Enquanto a União Soviética falhou em implementar sua rede nacional de computadores, a China soube aprender com os erros do passado e consolidou uma estratégia digital que desafia a hegemonia tecnológica do Ocidente.

OGAS vs. políticas digitais da China: execução e pragmatismo

A grande diferença entre o OGAS e as políticas digitais da China está na execução e no pragmatismo.

Enquanto o governo soviético era engessado por disputas internas e resistência à inovação, a China soube equilibrar planejamento estatal e flexibilidade econômica, promovendo um avanço digital estratégico.

Entre os principais fatores de sucesso da estratégia digital chinesa, destacam-se:

Infraestrutura Digital Massiva: A China investiu fortemente na construção de redes 5G e na internet das coisas, liderando o desenvolvimento da comunicação ultrarrápida.

Inteligência Artificial e Big Data: O país se tornou referência global na aplicação de IA em segurança, serviços públicos e automação industrial.

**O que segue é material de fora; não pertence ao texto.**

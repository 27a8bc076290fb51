//! VideoEncoder - WebCodecs API implementation
//!
//! Provides video encoding functionality using FFmpeg.
//! See: https://developer.mozilla.org/en-US/docs/Web/API/VideoEncoder

use crate::codec::{BitrateMode, CodecContext, EncoderConfig, Scaler};
use crate::ffi::{AVCodecID, AVHWDeviceType, AVPixelFormat};
use crate::webcodecs::{EncodedVideoChunk, VideoEncoderConfig, VideoFrame};
use napi::bindgen_prelude::*;
use napi::threadsafe_function::{ThreadsafeFunction, ThreadsafeFunctionCallMode};
use napi_derive::napi;
use std::sync::{Arc, Mutex};

/// Encoder state
#[napi(string_enum)]
#[derive(Debug, Clone, Copy, PartialEq, Eq, Default)]
pub enum CodecState {
    /// Encoder not configured
    #[default]
    Unconfigured,
    /// Encoder configured and ready
    Configured,
    /// Encoder closed
    Closed,
}

/// Output callback metadata
#[napi(object)]
pub struct EncodedVideoChunkMetadata {
    /// Decoder configuration for this chunk (only present for keyframes)
    pub decoder_config: Option<VideoDecoderConfigOutput>,
}

/// Decoder configuration output (for passing to decoder)
#[napi(object)]
pub struct VideoDecoderConfigOutput {
    /// Codec string
    pub codec: String,
    /// Coded width
    pub coded_width: Option<u32>,
    /// Coded height
    pub coded_height: Option<u32>,
    /// Codec description (e.g., avcC for H.264)
    pub description: Option<Buffer>,
}

/// Encode options
#[napi(object)]
#[derive(Debug, Clone, Default)]
pub struct VideoEncoderEncodeOptions {
    /// Force this frame to be a keyframe
    pub key_frame: Option<bool>,
}

/// Result of isConfigSupported
#[napi(object)]
#[derive(Debug, Clone)]
pub struct VideoEncoderSupport {
    /// Whether the configuration is supported
    pub supported: bool,
    /// The configuration that was checked
    pub config: VideoEncoderConfig,
}

/// Type alias for output callback (takes chunk and metadata)
type OutputCallback = ThreadsafeFunction<(EncodedVideoChunk, EncodedVideoChunkMetadata)>;

/// Type alias for error callback (takes error message)
type ErrorCallback = ThreadsafeFunction<String>;

/// Internal encoder state
struct VideoEncoderInner {
    state: CodecState,
    config: Option<VideoEncoderConfig>,
    context: Option<CodecContext>,
    scaler: Option<Scaler>,
    frame_count: u64,
    extradata_sent: bool,
    /// Queued output chunks (for synchronous retrieval)
    output_queue: Vec<(EncodedVideoChunk, EncodedVideoChunkMetadata)>,
    /// Optional output callback (WebCodecs spec compliant mode)
    output_callback: Option<OutputCallback>,
    /// Optional error callback (WebCodecs spec compliant mode)
    error_callback: Option<ErrorCallback>,
}

/// VideoEncoder - WebCodecs-compliant video encoder
///
/// Encodes VideoFrame objects into EncodedVideoChunk objects using FFmpeg.
///
/// Note: This implementation uses a synchronous output queue model instead of
/// callbacks for simpler integration. Use `takeEncodedChunks()` to retrieve
/// encoded output after calling `encode()` or `flush()`.
#[napi]
pub struct VideoEncoder {
    inner: Arc<Mutex<VideoEncoderInner>>,
}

Computação Quântica: Pequim aposta fortemente na computação quântica, um setor que pode redefinir a segurança digital e a capacidade de processamento global.

Expansão Internacional: Diferente da URSS, que manteve uma abordagem isolacionista, a China exporta tecnologia digital para dezenas de países, especialmente por meio da Iniciativa do Cinturão e Rota Digital.

O futuro digital: China e o legado da URSS

A história do OGAS serve como um alerta sobre os desafios da inovação tecnológica em regimes centralizados.

Enquanto a União Soviética não conseguiu transformar sua visão digital em realidade, a China aprendeu com esses erros e se consolidou como uma superpotência tecnológica global.

Diferente do que ocorreu com o OGAS, que foi paralisado por rivalidades internas e burocracia, a China soube unir estratégia estatal, inovação empresarial e controle governamental para construir uma infraestrutura digital sólida.

Com isso, o país não apenas evitou o colapso da experiência soviética, mas também se posicionou como um dos maiores desafiantes da hegemonia digital ocidental.

Embora a fala de Liang Wenfeng seja pura invenção, o resgate da história do OGAS reacende o sonho de um socialismo digital que está sendo colocado em prática pela China.